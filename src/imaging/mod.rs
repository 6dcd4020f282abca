//! Image processing in pure Rust, no system libraries.
//!
//! Thumbnails are produced by decoding a source once and encoding every
//! configured width from that decode:
//!
//! | Step | Crate / function |
//! |---|---|
//! | **Identify** | `image::image_dimensions` (header only) |
//! | **Downscale** | `resize_exact` with Lanczos3, never upscaling |
//! | **Encode** | rav1e AVIF at a width-dependent quality |
//!
//! Dimension math lives in pure functions, the pixel work behind
//! [`ImageBackend`] so the pipeline can run against a mock.

pub mod backend;
mod calculations;
pub mod operations;
mod params;
pub mod rust_backend;

pub use backend::{BackendError, Dimensions, ImageBackend, RenderedImage, RenderedVariant};
pub use calculations::variant_dimensions;
pub use operations::{
    THUMBNAIL_EXTENSION, VariantConfig, create_variants, variant_filename,
};
pub use params::{Quality, QualityTier, VariantJob, VariantSpec, quality_for_width};
pub use rust_backend::RustBackend;
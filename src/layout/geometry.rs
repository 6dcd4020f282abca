//! Vertical row geometry and visible-range lookup.
//!
//! Long galleries only materialize rows near the viewport. Row tops are
//! monotonic, so the visible window is two binary searches.

use super::Row;
use std::ops::Range;

/// Cumulative vertical extents of a list of rows separated by `gap`.
#[derive(Debug, Clone, PartialEq)]
pub struct RowGeometry {
    tops: Vec<f64>,
    bottoms: Vec<f64>,
}

impl RowGeometry {
    pub fn new(rows: &[Row], gap: f64) -> Self {
        let mut tops = Vec::with_capacity(rows.len());
        let mut bottoms = Vec::with_capacity(rows.len());
        let mut y = 0.0;
        for row in rows {
            tops.push(y);
            bottoms.push(y + row.height);
            y += row.height + gap;
        }
        Self { tops, bottoms }
    }

    pub fn len(&self) -> usize {
        self.tops.len()
    }

    pub fn is_empty(&self) -> bool {
        self.tops.is_empty()
    }

    pub fn top(&self, row: usize) -> Option<f64> {
        self.tops.get(row).copied()
    }

    /// Height from the first row's top to the last row's bottom.
    pub fn total_height(&self) -> f64 {
        self.bottoms.last().copied().unwrap_or(0.0)
    }

    /// Rows intersecting `[scroll_top - buffer, scroll_top + viewport + buffer]`.
    pub fn visible_rows(&self, scroll_top: f64, viewport_height: f64, buffer: f64) -> Range<usize> {
        let lo = scroll_top - buffer;
        let hi = scroll_top + viewport_height + buffer;
        let start = self.bottoms.partition_point(|&b| b < lo);
        let end = self.tops.partition_point(|&t| t <= hi);
        start..end.max(start)
    }
}
//! High-level image operations.
//!
//! These functions decide which files an image gets (names, widths, quality)
//! and hand the plan to the backend.

use super::backend::{BackendError, ImageBackend, RenderedImage};
use super::params::{QualityTier, VariantJob, VariantSpec, quality_for_width};
use std::path::Path;

/// Result type for image operations.
pub type Result<T> = std::result::Result<T, BackendError>;

/// Extension of every generated thumbnail.
pub const THUMBNAIL_EXTENSION: &str = "avif";

/// Configuration for thumbnail variant generation.
#[derive(Debug, Clone)]
pub struct VariantConfig {
    pub widths: Vec<u32>,
    pub quality: Vec<QualityTier>,
}

/// File name of one variant: `<stem>-<targetWidth>.avif`.
pub fn variant_filename(stem: &str, target_width: u32) -> String {
    format!("{stem}-{target_width}.{THUMBNAIL_EXTENSION}")
}

/// Plan the variants of one image without executing anything.
///
/// Widths are deduplicated and sorted ascending so output order is stable.
pub fn plan_variants(
    source: &Path,
    output_dir: &Path,
    stem: &str,
    config: &VariantConfig,
) -> VariantJob {
    let mut widths = config.widths.clone();
    widths.sort_unstable();
    widths.dedup();

    VariantJob {
        source: source.to_path_buf(),
        variants: widths
            .into_iter()
            .map(|w| VariantSpec {
                target_width: w,
                output: output_dir.join(variant_filename(stem, w)),
                quality: quality_for_width(&config.quality, w),
            })
            .collect(),
    }
}

/// Render every planned variant of `source` into `output_dir`.
pub fn create_variants(
    backend: &impl ImageBackend,
    source: &Path,
    output_dir: &Path,
    stem: &str,
    config: &VariantConfig,
) -> Result<RenderedImage> {
    let job = plan_variants(source, output_dir, stem, config);
    backend.render_variants(&job)
}
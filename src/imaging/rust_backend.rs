//! Pure Rust image processing backend.
//!
//! Everything is statically linked into the binary.
//!
//! ## Crate mapping
//!
//! | Operation | Crate / function |
//! |---|---|
//! | Identify | `image::image_dimensions` (header only) |
//! | Decode (JPEG, PNG, WebP) | `image` crate (pure Rust decoders) |
//! | Resize | `image::DynamicImage::resize_exact` with `Lanczos3` |
//! | Encode → AVIF | `image::codecs::avif::AvifEncoder` (rav1e, speed 6) |

use super::backend::{BackendError, Dimensions, ImageBackend, RenderedImage, RenderedVariant};
use super::calculations::variant_dimensions;
use super::params::VariantJob;
use image::imageops::FilterType;
use image::{DynamicImage, ImageReader};
use std::io::Write;
use std::path::Path;

/// Pure Rust backend using the `image` crate ecosystem.
pub struct RustBackend;

impl RustBackend {
    pub fn new() -> Self {
        Self
    }
}

impl Default for RustBackend {
    fn default() -> Self {
        Self::new()
    }
}

/// Load and decode an image from disk.
fn load_image(path: &Path) -> Result<DynamicImage, BackendError> {
    ImageReader::open(path)
        .map_err(BackendError::Io)?
        .with_guessed_format()
        .map_err(BackendError::Io)?
        .decode()
        .map_err(|e| {
            BackendError::ProcessingFailed(format!("Failed to decode {}: {}", path.display(), e))
        })
}

/// Encode and save as AVIF using rav1e (speed 6 for reasonable throughput).
///
/// The encoder only takes 8-bit RGB(A); other layouts are converted first.
fn save_avif(img: &DynamicImage, path: &Path, quality: u32) -> Result<(), BackendError> {
    let normalized = if img.color().has_alpha() {
        DynamicImage::ImageRgba8(img.to_rgba8())
    } else {
        DynamicImage::ImageRgb8(img.to_rgb8())
    };
    let mut encoded = Vec::new();
    let encoder =
        image::codecs::avif::AvifEncoder::new_with_speed_quality(&mut encoded, 6, quality as u8);
    normalized.write_with_encoder(encoder).map_err(|e| {
        BackendError::ProcessingFailed(format!("AVIF encode failed for {}: {}", path.display(), e))
    })?;
    write_replacing(path, &encoded)
}

/// Write `bytes` to a temp file next to `path`, then rename it over `path`.
///
/// Two workers writing the same name leave one complete file behind.
pub(crate) fn write_replacing(path: &Path, bytes: &[u8]) -> Result<(), BackendError> {
    let dir = path
        .parent()
        .filter(|d| !d.as_os_str().is_empty())
        .unwrap_or(Path::new("."));
    let mut tmp = tempfile::NamedTempFile::new_in(dir)?;
    tmp.write_all(bytes)?;
    tmp.persist(path).map_err(|e| BackendError::Io(e.error))?;
    Ok(())
}

fn is_avif(path: &Path) -> bool {
    path.extension()
        .and_then(|e| e.to_str())
        .is_some_and(|e| e.eq_ignore_ascii_case("avif"))
}

impl ImageBackend for RustBackend {
    fn identify(&self, path: &Path) -> Result<Dimensions, BackendError> {
        let (width, height) = image::image_dimensions(path).map_err(|e| {
            BackendError::ProcessingFailed(format!(
                "Failed to read dimensions of {}: {}",
                path.display(),
                e
            ))
        })?;
        Ok(Dimensions { width, height })
    }

    fn render_variants(&self, job: &VariantJob) -> Result<RenderedImage, BackendError> {
        let img = load_image(&job.source)?;
        let native = Dimensions {
            width: img.width(),
            height: img.height(),
        };

        let mut variants = Vec::with_capacity(job.variants.len());
        for spec in &job.variants {
            if !is_avif(&spec.output) {
                return Err(BackendError::ProcessingFailed(format!(
                    "Unsupported output format: {}",
                    spec.output.display()
                )));
            }
            let (width, height) =
                variant_dimensions((native.width, native.height), spec.target_width);
            if width == native.width {
                save_avif(&img, &spec.output, spec.quality.value())?;
            } else {
                let resized = img.resize_exact(width, height, FilterType::Lanczos3);
                save_avif(&resized, &spec.output, spec.quality.value())?;
            }
            variants.push(RenderedVariant {
                target_width: spec.target_width,
                width,
                height,
                output: spec.output.clone(),
            });
        }

        Ok(RenderedImage { native, variants })
    }
}
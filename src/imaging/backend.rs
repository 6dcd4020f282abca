//! Image processing backend trait and shared types.
//!
//! The [`ImageBackend`] trait defines the two operations the pipeline needs:
//! identify (header-only dimension read) and render_variants (decode once,
//! encode every requested width). The production implementation is
//! [`RustBackend`](super::rust_backend::RustBackend).

use super::params::VariantJob;
use std::path::{Path, PathBuf};
use thiserror::Error;

#[derive(Error, Debug)]
pub enum BackendError {
    #[error("IO error: {0}")]
    Io(#[from] std::io::Error),
    #[error("Processing failed: {0}")]
    ProcessingFailed(String),
}

/// Result of an identify operation.
#[derive(Debug, Clone, Copy, PartialEq, Eq)]
pub struct Dimensions {
    pub width: u32,
    pub height: u32,
}

impl Dimensions {
    /// Width over height. `None` for degenerate zero-height images.
    pub fn aspect_ratio(self) -> Option<f64> {
        (self.height > 0 && self.width > 0).then(|| self.width as f64 / self.height as f64)
    }
}

/// One file written by [`ImageBackend::render_variants`].
#[derive(Debug, Clone, PartialEq, Eq)]
pub struct RenderedVariant {
    pub target_width: u32,
    pub width: u32,
    pub height: u32,
    pub output: PathBuf,
}

/// Outcome of rendering all variants of one source image.
#[derive(Debug, Clone, PartialEq, Eq)]
pub struct RenderedImage {
    pub native: Dimensions,
    pub variants: Vec<RenderedVariant>,
}

/// Trait for image processing backends.
///
/// `Sync` so a single backend can be shared across rayon workers.
pub trait ImageBackend: Sync {
    /// Read image dimensions without decoding pixel data.
    fn identify(&self, path: &Path) -> Result<Dimensions, BackendError>;

    /// Decode `job.source` once and write one file per variant.
    fn render_variants(&self, job: &VariantJob) -> Result<RenderedImage, BackendError>;
}

#[cfg(test)]
pub mod tests {
    use super::*;
    use crate::imaging::calculations::variant_dimensions;
    use crate::imaging::params::{Quality, VariantSpec};
    use std::collections::HashMap;
    use std::sync::Mutex;

    /// Mock backend that records operations without touching pixels.
    ///
    /// Dimensions are looked up by file name so results don't depend on the
    /// order rayon workers reach the backend. Uses Mutex (not RefCell) so it
    /// is Sync.
    #[derive(Default)]
    pub struct MockBackend {
        pub dimensions: Mutex<HashMap<String, Dimensions>>,
        pub failures: Mutex<Vec<String>>,
        pub unwritten: Mutex<Vec<String>>,
        pub operations: Mutex<Vec<RecordedOp>>,
    }

    #[derive(Debug, Clone, PartialEq)]
    pub enum RecordedOp {
        Identify(String),
        Render {
            source: String,
            outputs: Vec<(String, u32, u32)>,
        },
    }

    impl MockBackend {
        pub fn new() -> Self {
            Self::default()
        }

        /// Register dimensions for a file name (last path component).
        pub fn with_image(self, filename: &str, width: u32, height: u32) -> Self {
            self.dimensions
                .lock()
                .unwrap()
                .insert(filename.to_string(), Dimensions { width, height });
            self
        }

        /// Make every operation on `filename` fail.
        pub fn failing(self, filename: &str) -> Self {
            self.failures.lock().unwrap().push(filename.to_string());
            self
        }

        /// Report variants of `filename` as rendered without creating the files.
        pub fn without_outputs(self, filename: &str) -> Self {
            self.unwritten.lock().unwrap().push(filename.to_string());
            self
        }

        pub fn get_operations(&self) -> Vec<RecordedOp> {
            self.operations.lock().unwrap().clone()
        }

        fn lookup(&self, path: &Path) -> Result<Dimensions, BackendError> {
            let name = path
                .file_name()
                .map(|n| n.to_string_lossy().to_string())
                .unwrap_or_default();
            if self.failures.lock().unwrap().contains(&name) {
                return Err(BackendError::ProcessingFailed(format!(
                    "Failed to decode {}",
                    path.display()
                )));
            }
            self.dimensions
                .lock()
                .unwrap()
                .get(&name)
                .copied()
                .ok_or_else(|| BackendError::ProcessingFailed(format!("No mock dimensions for {name}")))
        }
    }

    impl ImageBackend for MockBackend {
        fn identify(&self, path: &Path) -> Result<Dimensions, BackendError> {
            self.operations
                .lock()
                .unwrap()
                .push(RecordedOp::Identify(path.to_string_lossy().to_string()));
            self.lookup(path)
        }

        fn render_variants(&self, job: &VariantJob) -> Result<RenderedImage, BackendError> {
            let native = self.lookup(&job.source)?;
            let variants: Vec<RenderedVariant> = job
                .variants
                .iter()
                .map(|spec| {
                    let (width, height) =
                        variant_dimensions((native.width, native.height), spec.target_width);
                    RenderedVariant {
                        target_width: spec.target_width,
                        width,
                        height,
                        output: spec.output.clone(),
                    }
                })
                .collect();
            let source_name = job
                .source
                .file_name()
                .map(|n| n.to_string_lossy().to_string())
                .unwrap_or_default();
            // Touch the outputs so manifest verification sees real files
            if !self.unwritten.lock().unwrap().contains(&source_name) {
                for v in &variants {
                    std::fs::write(&v.output, b"")?;
                }
            }
            self.operations.lock().unwrap().push(RecordedOp::Render {
                source: job.source.to_string_lossy().to_string(),
                outputs: job
                    .variants
                    .iter()
                    .map(|s| {
                        (
                            s.output.to_string_lossy().to_string(),
                            s.target_width,
                            s.quality.value(),
                        )
                    })
                    .collect(),
            });
            Ok(RenderedImage { native, variants })
        }
    }

    #[test]
    fn mock_records_identify() {
        let backend = MockBackend::new().with_image("image.jpg", 800, 600);

        let result = backend.identify(Path::new("/test/image.jpg")).unwrap();
        assert_eq!(result, Dimensions { width: 800, height: 600 });

        let ops = backend.get_operations();
        assert_eq!(ops.len(), 1);
        assert!(matches!(&ops[0], RecordedOp::Identify(p) if p == "/test/image.jpg"));
    }

    #[test]
    fn mock_render_clamps_widths() {
        let tmp = tempfile::TempDir::new().unwrap();
        let backend = MockBackend::new().with_image("small.jpg", 300, 200);
        let job = VariantJob {
            source: "/src/small.jpg".into(),
            variants: vec![VariantSpec {
                target_width: 800,
                output: tmp.path().join("small-800.avif"),
                quality: Quality::new(38),
            }],
        };

        let rendered = backend.render_variants(&job).unwrap();
        assert_eq!(rendered.variants[0].width, 300);
        assert!(tmp.path().join("small-800.avif").exists());
    }

    #[test]
    fn mock_failure_is_an_error() {
        let backend = MockBackend::new().failing("broken.jpg");
        assert!(backend.identify(Path::new("a/broken.jpg")).is_err());
    }

    #[test]
    fn aspect_ratio_of_dimensions() {
        assert_eq!(
            Dimensions {
                width: 300,
                height: 200
            }
            .aspect_ratio(),
            Some(1.5)
        );
        assert_eq!(
            Dimensions {
                width: 300,
                height: 0
            }
            .aspect_ratio(),
            None
        );
    }
}
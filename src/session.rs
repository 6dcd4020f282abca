//! Runtime state around the layout engine.
//!
//! [`justify`](crate::layout::justify) is pure and needs every aspect ratio
//! up front. A gallery does not have them up front: ratios are read from
//! image headers as they become available, item sets are swapped while
//! reads are still running, and the container is resized in bursts. The
//! [`GallerySession`] owns all of that and hands the layout engine a
//! consistent snapshot.
//!
//! ## Resolution
//!
//! Unknown ratios are resolved on a dedicated rayon pool limited to
//! `layout.max_in_flight` threads. Each request is tagged with the session's
//! generation; replacing the item set bumps the generation and raises the
//! previous set's cancellation flag, so queued reads are skipped and late
//! results are dropped. A failed read resolves to `1.0` so the image still
//! gets a square slot.
//!
//! Resolved ratios are perturbed once (see
//! [`perturb_aspect_ratio`](crate::layout::perturb_aspect_ratio)) and cached
//! by source path for the life of the session.
//!
//! ## Recomputation
//!
//! Nothing is recomputed eagerly. [`GallerySession::tick`] drains finished
//! reads and the resize [`Debouncer`], and relayouts only when one of them
//! changed something. Time is passed in so the debounce is testable.

use crate::config::LayoutConfig;
use crate::imaging::{BackendError, ImageBackend, RustBackend};
use crate::layout::{JustifiedItem, LayoutParams, Row, RowGeometry, justify, perturb_aspect_ratio};
use crate::types::ImageItem;
use std::collections::{HashMap, HashSet};
use std::ops::Range;
use std::path::PathBuf;
use std::sync::Arc;
use std::sync::atomic::{AtomicBool, Ordering};
use std::sync::mpsc::{self, Receiver, RecvTimeoutError, Sender};
use std::time::{Duration, Instant};
use thiserror::Error;

#[derive(Error, Debug)]
pub enum ResolveError {
    #[error("Image read failed: {0}")]
    Backend(#[from] BackendError),
    #[error("Image has no usable dimensions: {0}")]
    Degenerate(String),
}

#[derive(Error, Debug)]
pub enum SessionError {
    #[error("Failed to start resolver pool: {0}")]
    Pool(#[from] rayon::ThreadPoolBuildError),
}

/// Where aspect ratios come from.
pub trait AspectSource: Send + Sync {
    /// Natural width / height of `item`.
    fn aspect_ratio(&self, item: &ImageItem) -> Result<f64, ResolveError>;
}

/// Reads ratios from image headers below a project root.
pub struct BackendAspectSource<B = RustBackend> {
    root: PathBuf,
    backend: B,
}

impl BackendAspectSource<RustBackend> {
    pub fn new(root: impl Into<PathBuf>) -> Self {
        Self::with_backend(root, RustBackend::new())
    }
}

impl<B: ImageBackend + Send> BackendAspectSource<B> {
    pub fn with_backend(root: impl Into<PathBuf>, backend: B) -> Self {
        Self {
            root: root.into(),
            backend,
        }
    }
}

impl<B: ImageBackend + Send> AspectSource for BackendAspectSource<B> {
    fn aspect_ratio(&self, item: &ImageItem) -> Result<f64, ResolveError> {
        let dims = self.backend.identify(&self.root.join(&item.source_path))?;
        dims.aspect_ratio()
            .ok_or_else(|| ResolveError::Degenerate(item.source_path.clone()))
    }
}

/// A finished read, tagged with the generation that requested it.
#[derive(Debug)]
pub struct Resolution {
    pub generation: u64,
    pub source_path: String,
    pub result: Result<f64, ResolveError>,
}

/// Coalesces bursts of values: only the last one is released, once nothing
/// new has arrived for the quiet period.
#[derive(Debug, Clone)]
pub struct Debouncer<T> {
    quiet: Duration,
    pending: Option<(T, Instant)>,
}

impl<T> Debouncer<T> {
    pub fn new(quiet: Duration) -> Self {
        Self {
            quiet,
            pending: None,
        }
    }

    pub fn push(&mut self, value: T, now: Instant) {
        self.pending = Some((value, now));
    }

    pub fn poll(&mut self, now: Instant) -> Option<T> {
        let ready = matches!(
            &self.pending,
            Some((_, at)) if now.saturating_duration_since(*at) >= self.quiet
        );
        if ready {
            self.pending.take().map(|(value, _)| value)
        } else {
            None
        }
    }

    pub fn is_pending(&self) -> bool {
        self.pending.is_some()
    }
}

/// Item set, resolved ratios, and the current layout for one gallery view.
pub struct GallerySession {
    config: LayoutConfig,
    source: Arc<dyn AspectSource>,
    pool: rayon::ThreadPool,
    tx: Sender<Resolution>,
    rx: Receiver<Resolution>,
    generation: u64,
    cancel: Arc<AtomicBool>,
    items: Vec<ImageItem>,
    ratios: HashMap<String, f64>,
    pending: HashSet<String>,
    resize: Debouncer<f64>,
    container_width: f64,
    placed: Vec<JustifiedItem>,
    rows: Vec<Row>,
    geometry: RowGeometry,
    dirty: bool,
}

impl GallerySession {
    pub fn new(
        config: LayoutConfig,
        source: Arc<dyn AspectSource>,
        container_width: f64,
    ) -> Result<Self, SessionError> {
        let pool = rayon::ThreadPoolBuilder::new()
            .num_threads(config.max_in_flight.max(1))
            .thread_name(|i| format!("folio-resolve-{i}"))
            .build()?;
        let (tx, rx) = mpsc::channel();
        let resize = Debouncer::new(Duration::from_millis(config.resize_debounce_ms));
        Ok(Self {
            config,
            source,
            pool,
            tx,
            rx,
            generation: 0,
            cancel: Arc::new(AtomicBool::new(false)),
            items: Vec::new(),
            ratios: HashMap::new(),
            pending: HashSet::new(),
            resize,
            container_width,
            placed: Vec::new(),
            rows: Vec::new(),
            geometry: RowGeometry::new(&[], 0.0),
            dirty: false,
        })
    }

    /// Replace the item set. In-flight reads for the previous set are
    /// cancelled; ratios already cached are reused.
    pub fn set_items(&mut self, items: Vec<ImageItem>) {
        self.cancel.store(true, Ordering::Relaxed);
        self.cancel = Arc::new(AtomicBool::new(false));
        self.generation += 1;
        self.pending.clear();

        for item in &items {
            if self.ratios.contains_key(&item.source_path)
                || !self.pending.insert(item.source_path.clone())
            {
                continue;
            }
            let generation = self.generation;
            let cancel = Arc::clone(&self.cancel);
            let source = Arc::clone(&self.source);
            let tx = self.tx.clone();
            let item = item.clone();
            self.pool.spawn(move || {
                if cancel.load(Ordering::Relaxed) {
                    return;
                }
                let result = source.aspect_ratio(&item);
                tx.send(Resolution {
                    generation,
                    source_path: item.source_path,
                    result,
                })
                .ok();
            });
        }
        log::debug!(
            "generation {}: {} items, {} to resolve",
            self.generation,
            items.len(),
            self.pending.len()
        );

        self.items = items;
        self.dirty = true;
    }

    /// Record a finished read. Returns `false` when it belongs to an older
    /// generation and was dropped.
    pub fn apply(&mut self, resolution: Resolution) -> bool {
        if resolution.generation != self.generation {
            return false;
        }
        if !self.pending.remove(&resolution.source_path) {
            return false;
        }
        let ratio = match resolution.result {
            Ok(r) if r.is_finite() && r > 0.0 => {
                perturb_aspect_ratio(&resolution.source_path, r, self.config.aspect_jitter)
            }
            Ok(r) => {
                log::warn!("{}: invalid aspect ratio {r}", resolution.source_path);
                1.0
            }
            Err(e) => {
                log::warn!("{}: {e}", resolution.source_path);
                1.0
            }
        };
        self.ratios.insert(resolution.source_path, ratio);
        self.dirty = true;
        true
    }

    /// Request a new container width. Takes effect on the first [`tick`]
    /// after the debounce period.
    ///
    /// [`tick`]: Self::tick
    pub fn resize(&mut self, width: f64, now: Instant) {
        self.resize.push(width, now);
    }

    /// Drain finished reads and the resize debouncer. Returns `true` when
    /// the layout was recomputed.
    pub fn tick(&mut self, now: Instant) -> bool {
        while let Ok(resolution) = self.rx.try_recv() {
            self.apply(resolution);
        }
        if let Some(width) = self.resize.poll(now)
            && width != self.container_width
        {
            self.container_width = width;
            self.dirty = true;
        }
        self.relayout_if_dirty()
    }

    /// Block until every read for the current item set has arrived, or
    /// `timeout` passes. Returns `false` on timeout.
    pub fn wait(&mut self, timeout: Duration) -> bool {
        let deadline = Instant::now() + timeout;
        while !self.pending.is_empty() {
            let remaining = deadline.saturating_duration_since(Instant::now());
            match self.rx.recv_timeout(remaining) {
                Ok(resolution) => {
                    self.apply(resolution);
                }
                Err(RecvTimeoutError::Timeout) => {
                    self.relayout_if_dirty();
                    return false;
                }
                Err(RecvTimeoutError::Disconnected) => {
                    unreachable!("session holds a sender")
                }
            }
        }
        self.relayout_if_dirty();
        true
    }

    /// Stop waiting for reads still in flight. Their items fall back to a
    /// `1.0` ratio, like a failed read, and the layout is recomputed.
    pub fn fail_pending(&mut self) {
        if self.pending.is_empty() {
            return;
        }
        self.cancel.store(true, Ordering::Relaxed);
        for path in self.pending.drain() {
            log::warn!("{path}: aspect ratio not read in time, using 1.0");
            self.ratios.insert(path, 1.0);
        }
        self.dirty = true;
        self.relayout_if_dirty();
    }

    fn relayout_if_dirty(&mut self) -> bool {
        if !self.dirty {
            return false;
        }
        self.placed = self
            .items
            .iter()
            .filter_map(|item| {
                self.ratios
                    .get(&item.source_path)
                    .map(|&aspect_ratio| JustifiedItem {
                        item: item.clone(),
                        aspect_ratio,
                    })
            })
            .collect();
        let params = LayoutParams::from_config(&self.config, self.container_width);
        self.rows = justify(&self.placed, &params);
        self.geometry = RowGeometry::new(&self.rows, self.config.gap);
        self.dirty = false;
        true
    }

    pub fn generation(&self) -> u64 {
        self.generation
    }

    pub fn items(&self) -> &[ImageItem] {
        &self.items
    }

    pub fn pending_count(&self) -> usize {
        self.pending.len()
    }

    pub fn container_width(&self) -> f64 {
        self.container_width
    }

    /// Cached (perturbed) ratio for a source path.
    pub fn aspect_ratio(&self, source_path: &str) -> Option<f64> {
        self.ratios.get(source_path).copied()
    }

    /// Items in the current layout; [`Row`] indices point into this.
    pub fn placed(&self) -> &[JustifiedItem] {
        &self.placed
    }

    pub fn rows(&self) -> &[Row] {
        &self.rows
    }

    pub fn geometry(&self) -> &RowGeometry {
        &self.geometry
    }

    /// Rows to materialize for a viewport, with the configured buffer.
    pub fn visible_rows(&self, scroll_top: f64, viewport_height: f64) -> Range<usize> {
        self.geometry
            .visible_rows(scroll_top, viewport_height, self.config.viewport_buffer)
    }
}

/// Resolve every item's ratio in one batch and return them in input order.
///
/// Items still unresolved after `timeout` get a `1.0` ratio.
pub fn resolve_items(
    config: &LayoutConfig,
    source: Arc<dyn AspectSource>,
    items: Vec<ImageItem>,
    timeout: Duration,
) -> Result<Vec<JustifiedItem>, SessionError> {
    let mut session = GallerySession::new(config.clone(), source, config.reference_width)?;
    session.set_items(items);
    if !session.wait(timeout) {
        log::warn!(
            "{} image(s) still unresolved after {:?}",
            session.pending_count(),
            timeout
        );
        session.fail_pending();
    }
    Ok(session.placed().to_vec())
}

● ● ●

◆ **PROBLEM DETAILS**
Lines from the first one above through the line containing "pub mod rust_backend;" are to be retyped exactly, both included, and nothing more.

◆ **ANSWER TO THE PROBLEM**
filename src/imaging/mod.rs
repository 6dcd4020f282abca
//! Image processing in pure Rust, no system libraries.
//!
//! Thumbnails are produced by decoding a source once and encoding every
//! configured width from that decode:
//!
//! | Step | Crate / function |
//! |---|---|
//! | **Identify** | `image::image_dimensions` (header only) |
//! | **Downscale** | `resize_exact` with Lanczos3, never upscaling |
//! | **Encode** | rav1e AVIF at a width-dependent quality |
//!
//! Dimension math lives in pure functions, the pixel work behind
//! [`ImageBackend`] so the pipeline can run against a mock.

pub mod backend;
mod calculations;
pub mod operations;
mod params;
pub mod rust_backend;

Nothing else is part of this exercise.